# Fusion nuvo 20 lighting



## Lilphil26 (Sep 15, 2015)

Anyone out there have a fusion nuvo 20? Curious what guys are running for lights. Im on the fence between a Prime or Kessil 160. My lfs (bigals) said Kessils are awful because they get hot and dont output much light after a while. I think they just dont like them because they dont sell them!


----------



## Bullet (Apr 19, 2014)

Lilphil26 said:


> Anyone out there have a fusion nuvo 20? Curious what guys are running for lights. Im on the fence between a Prime or Kessil 160. My lfs (bigals) said Kessils are awful because they get hot and dont output much light after a while. I think they just dont like them because they dont sell them!


Balderdash about BA's comments about Kessils !

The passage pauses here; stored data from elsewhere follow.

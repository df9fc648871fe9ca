//! HTTP handlers

use crate::ldp::{LdpRequest, LdpResponse, LdpService};
use axum::body::{Body, Bytes};
use axum::extract::State;
use axum::http::header::CONTENT_TYPE;
use axum::http::{HeaderMap, Method, StatusCode, Uri};
use axum::response::{IntoResponse, Response};
use std::sync::Arc;
use tracing::debug;

/// Constraints document linked from every response with `rel="describedby"`
pub const CONSTRAINTS: &str = "\
This server implements the Linked Data Platform 1.0 (RDF Sources, Basic Containers and Direct Containers).

- Request bodies must be text/turtle, application/ld+json or application/n-triples. A missing Content-Type is read as Turtle.
- ldp:contains triples are managed by the server. PUT may repeat them unchanged but cannot add or remove them.
- Membership triples are generated from ldp:membershipResource together with ldp:hasMemberRelation or ldp:isMemberOfRelation. A container may not declare both relations.
- Updating an existing resource with PUT requires an If-Match header carrying the current ETag.
- A container cannot be changed into a non-container.
- Deleted resource URIs are never reused.
- PATCH is not supported.
";

/// Shared handler state
#[derive(Clone)]
pub struct AppState {
    pub service: LdpService,
    /// Scheme, host and port prefixed to request paths
    pub app_base: Arc<str>,
    /// Path of the root container
    pub context: Arc<str>,
}

/// Handler for `GET /constraints`
pub async fn constraints_handler() -> impl IntoResponse {
    ([(CONTENT_TYPE, "text/plain; charset=utf-8")], CONSTRAINTS)
}

/// Fallback handler for every resource request
pub async fn resource_handler(
    State(state): State<AppState>,
    method: Method,
    uri: Uri,
    headers: HeaderMap,
    body: Bytes,
) -> Response {
    // "/r" addresses the root container "/r/"
    let path = match uri.path() {
        p if format!("{}/", p) == *state.context => &*state.context,
        p => p,
    };
    if !path.starts_with(&*state.context) {
        debug!("{} {} is outside {}", method, path, state.context);
        return StatusCode::NOT_FOUND.into_response();
    }

    let request = LdpRequest {
        uri: format!("{}{}", state.app_base, path),
        headers,
        body,
    };
    into_response(state.service.handle(&method, request).await)
}

fn into_response(ldp: LdpResponse) -> Response {
    let mut response = Response::new(ldp.body.map(Body::from).unwrap_or_else(Body::empty));
    *response.status_mut() = ldp.status;
    *response.headers_mut() = ldp.headers;
    response
}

I ONLY run Kessils and I am currently running the 360W and 160W models on different tanks. I have been using these lights for more than 1 year 
Great adjustability, awesome light output and amazing shimmer effects and excellent coral growth and polyp extension 
Heat is minor and fan noise is hardly noticeable. These lights for me have been bullet proof so far

Coral Reef Shop, Burlington switched to these lights approx 6 months ago so you may want to visit them to get their opinion. To my knowledge, Big Al's does not run Kessils so not sure how they feel competent to comment on them

I am located on the east side of Toronto and if you are ever out this way, you are more than welcome to visit me and see my Kessils in action

On a related note... lighting is one of the key factors in reef keeping and should not be compromised IMHO. Don't cheap out on lights because you may end up having to replace the cheap lights with an upgrade later

Good luck


----------



## goobafish (Jan 27, 2015)

I have a 24" tank and just sold my Prime (not enough spread) to buy a Kessil 160 Tuna Blue. Love it.


----------



## Lilphil26 (Sep 15, 2015)

Thanks guys. I figured it was nonsense about the kessil just because they dont sell them.


----------



## GTACORAL (Jul 22, 2014)

you can always make DIY  will save you a lot of money and the Kits are very easy to assemble.


----------



## Lilphil26 (Sep 15, 2015)

Diy did cross my mind. I can make a hood out of pine or oak and buy leds from ledsupply with a meanwell driver. It wont have the features of a 300 dollar light but i can make something for under 100 bucks quite easily.


----------



## Lilphil26 (Sep 15, 2015)

So a bit of an update... I ended up getting a lagoon 25 by innovative marine. I went with a kessil160 tuna blue so i hope its enough. The tank is 24x24 roughly and 12 inches deep.


----------



## Bullet (Apr 19, 2014)

Lilphil26 said:


> So a bit of an update... I ended up getting a lagoon 25 by innovative marine. I went with a kessil160 tuna blue so i hope its enough. The tank is 24x24 roughly and 12 inches deep.


Thanks for the update - nice set up 
The Kessil should be enough - keep us posted


----------